Although we develop our rules for screening observations using only information from
TDS, we verify using CRSP that our screens do not drop valid observations.
We give an overview of the Thomson Datastream data in Section II, and document
our extraction methods. Section III compares the coverage of TDS and CRSP in the U.S.
Section IV identifies idiosyncratic problems with using TDS return data, Section V
compares dividend data from CRSP and TDS and Section VI summarizes our findings
and concludes.
II. Datastream Overview
Thomson Datastream (TDS) has price, volume, market capitalization and dividend
data for approximately 50,000 equities covering 64 developed and emerging markets with
up to 25 years of data. There is also considerable accounting, fixed income, index,
commodity, macroeconomic time series, interest rate, and exchange rate data available,
although none of this is discussed in this paper.

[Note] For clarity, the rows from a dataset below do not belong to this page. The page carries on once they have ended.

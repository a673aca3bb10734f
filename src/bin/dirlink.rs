use std::{error::Error, time::Duration};

use clap::{Parser, Subcommand};
use crossbeam_channel::bounded;
use dirlink::{
    Connection, ConnectionConfig,
    protocol::{
        BindRequest, ChangeTypes, Control, EntryChange, LdapResult, Outcome, Request, Response,
        Scope, SearchEntry, SearchRequest,
    },
};
use log::{info, warn};

#[derive(Debug, Parser)]
#[command(version, about, long_about = None)]
struct Cli {
    /// Server address, e.g. localhost:389
    address: String,
    /// Seconds to wait for each response
    #[arg(long, default_value_t = 30)]
    timeout: u64,
    /// Bind as this DN before running the command
    #[arg(long, requires = "password")]
    bind_dn: Option<String>,
    #[arg(long, requires = "bind_dn")]
    password: Option<String>,
    #[command(subcommand)]
    command: Command,
}

#[derive(Debug, Subcommand)]
enum Command {
    /// Stream the entries matching a filter
    Search {
        base: String,
        #[arg(default_value = "(objectClass=*)")]
        filter: String,
        /// base, one or sub
        #[arg(long, default_value = "sub")]
        scope: Scope,
        /// Entries per batch; 0 waits for the whole result
        #[arg(long, default_value_t = 100)]
        batch: usize,
        /// Attributes to return; all when empty
        attributes: Vec<String>,
    },
    /// Print changes under a base until interrupted
    Watch {
        base: String,
        #[arg(default_value = "(objectClass=*)")]
        filter: String,
    },
}

fn main() -> Result<(), Box<dyn Error>> {
    env_logger::init();

    let cli = Cli::parse();
    let config =
        ConnectionConfig::default().with_operation_timeout(Duration::from_secs(cli.timeout));
    let connection = Connection::connect(cli.address.as_str(), &config)?;

    if let (Some(dn), Some(password)) = (&cli.bind_dn, &cli.password) {
        bind(&connection, dn, password, config.operation_timeout)?;
    }

    match cli.command {
        Command::Search {
            base,
            filter,
            scope,
            batch,
            attributes,
        } => {
            let request = SearchRequest::new(base, scope, filter).with_attributes(attributes);
            search(&connection, request, &config.with_batch_size(batch))?;
        }
        Command::Watch { base, filter } => {
            let request = SearchRequest::new(base, Scope::Subtree, filter);
            watch(&connection, request)?;
        }
    }

    connection.close()?;
    Ok(())
}

fn bind(
    connection: &Connection,
    dn: &str,
    password: &str,
    timeout: Duration,
) -> Result<(), Box<dyn Error>> {
    let request = Request::Bind(BindRequest::simple(dn, password));
    let response = connection.call(request, vec![], timeout)?;
    match response.payload().result().map(LdapResult::outcome) {
        Some(Outcome::Success) => {
            info!("bound as {dn}");
            Ok(())
        }
        Some(Outcome::Referral(urls)) => Err(format!("bind referred to {urls:?}").into()),
        Some(Outcome::Failure(code)) => Err(format!("bind failed with {code:?}").into()),
        None => Err("unexpected bind response".into()),
    }
}

fn search(
    connection: &Connection,
    request: SearchRequest,
    config: &ConnectionConfig,
) -> Result<(), Box<dyn Error>> {
    let timeout = config.operation_timeout;
    let mut results = connection.search_results(request, vec![], timeout, config.batch_size)?;

    for entry in results.entries(timeout) {
        print_entry(&entry?);
    }
    for urls in results.references() {
        println!("# reference: {}", urls.join(" "));
    }
    match results.result() {
        Some(result) => print_result(result),
        None => warn!("search ended without a result"),
    }
    Ok(())
}

fn watch(connection: &Connection, request: SearchRequest) -> Result<(), Box<dyn Error>> {
    let (stop, stopped) = bounded(1);
    let interrupt = stop.clone();
    ctrlc::set_handler(move || {
        let _ = interrupt.try_send(());
    })?;

    let control = Control::persistent_search(ChangeTypes::ALL, true, true)?;
    let subscription =
        connection.register_async(Request::Search(request), vec![control], move |message| {
            match message {
                Ok(message) => match message.payload() {
                    Response::SearchEntry(entry) => {
                        match EntryChange::find(message.controls()) {
                            Ok(Some(change)) => {
                                println!("# {}", change_name(change.change_types()))
                            }
                            Ok(None) => {}
                            Err(err) => warn!("bad entry change control: {err}"),
                        }
                        print_entry(entry);
                    }
                    Response::SearchDone(result) => {
                        print_result(result);
                        let _ = stop.try_send(());
                    }
                    _ => {}
                },
                Err(err) => {
                    eprintln!("watch failed: {err}");
                    let _ = stop.try_send(());
                }
            }
        })?;

    info!("watching, press Ctrl-C to stop");
    stopped.recv()?;

    if let Some(id) = subscription.id() {
        if connection.is_open() {
            connection.abandon(id)?;
        }
    }
    subscription.cancel();
    Ok(())
}

fn change_name(types: ChangeTypes) -> &'static str {
    match types {
        ChangeTypes::ADD => "add",
        ChangeTypes::DELETE => "delete",
        ChangeTypes::MODIFY => "modify",
        ChangeTypes::MODIFY_DN => "modrdn",
        _ => "change",
    }
}

fn print_entry(entry: &SearchEntry) {
    println!("dn: {}", entry.dn);
    for attribute in &entry.attributes {
        for value in &attribute.values {
            println!("{}: {value}", attribute.name);
        }
    }
    println!();
}

fn print_result(result: &LdapResult) {
    if result.diagnostic.is_empty() {
        println!("# result: {:?}", result.code);
    } else {
        println!("# result: {:?} ({})", result.code, result.diagnostic);
    }
}
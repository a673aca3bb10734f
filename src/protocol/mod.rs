//! Client-server communication protocol.
//!
//! This module defines the messages exchanged between a directory client and
//! a directory server: the [`Message`] envelope, the request and response
//! payloads, protocol [`Control`]s and the [`ProtocolTransport`] that moves
//! frames over a byte stream.
//!
//! # Overview
//!
//! Each exchange is an envelope of `{ message id, operation payload,
//! controls }`, mirroring RFC 4511's `LDAPMessage`. The client assigns ids
//! from a per-connection [`MessageIds`] counter; the server echoes the id on
//! every response so the client can correlate them. Id `0` is reserved for
//! unsolicited notifications.
//!
//! # Binary Format
//!
//! Frames are serialized with `bincode`:
//!
//! - Integers are big-endian with fixed width.
//! - A [`Frame`] carries the id, the operation tag, the payload as a
//!   length-prefixed byte string and the controls.
//! - The payload is itself a `bincode` encoding of the operation struct, so
//!   a frame can be read without knowing which operation it answers.
//! - No frame may exceed [`MAX_FRAME_SIZE`].
//!
//! The format is a stand-in for BER: the rest of the crate only relies on
//! [`ProtocolTransport::read_frame`], [`ProtocolTransport::write_frame`] and
//! the two-phase decode described in [`message`].
//!
//! # See Also
//!
//! - [`client`](crate::client): correlates responses back to callers.
mod control;
pub mod message;
mod request;
mod response;
mod transport;

pub use control::{
    ChangeTypes, Control, ENTRY_CHANGE_OID, EntryChange, PERSISTENT_SEARCH_OID,
};
pub use message::{
    CodecError, Frame, MAX_FRAME_SIZE, MAX_MESSAGE_ID, Message, MessageId, MessageIds, OpTag,
    Payload,
};
pub use request::{
    AddRequest, Attribute, Authentication, BindRequest, CompareRequest, DerefAliases,
    ExtendedRequest, Modification, ModifyDnRequest, ModifyOperation, ModifyRequest, Request,
    Scope, SearchRequest,
};
pub use response::{
    BindResponse, ExtendedResponse, LdapResult, NOTICE_OF_DISCONNECTION_OID, Outcome, Response,
    ResponseKind, ResultCode, SearchEntry,
};
pub use transport::{ProtocolTransport, TransportError};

To download security data we make use of constituent lists. TDS constituent lists are
maintained by TDS and contain all firms in an industry, sector or market. Each list
contains the TDS identification numbers of all firms that are part of the list. We use lists
FAMERA – FAMERZ (one list for each letter of the alphabet) for equities currently
trading in the U.S. and DEADUS1 – DEADUS6 for equities that are no longer traded.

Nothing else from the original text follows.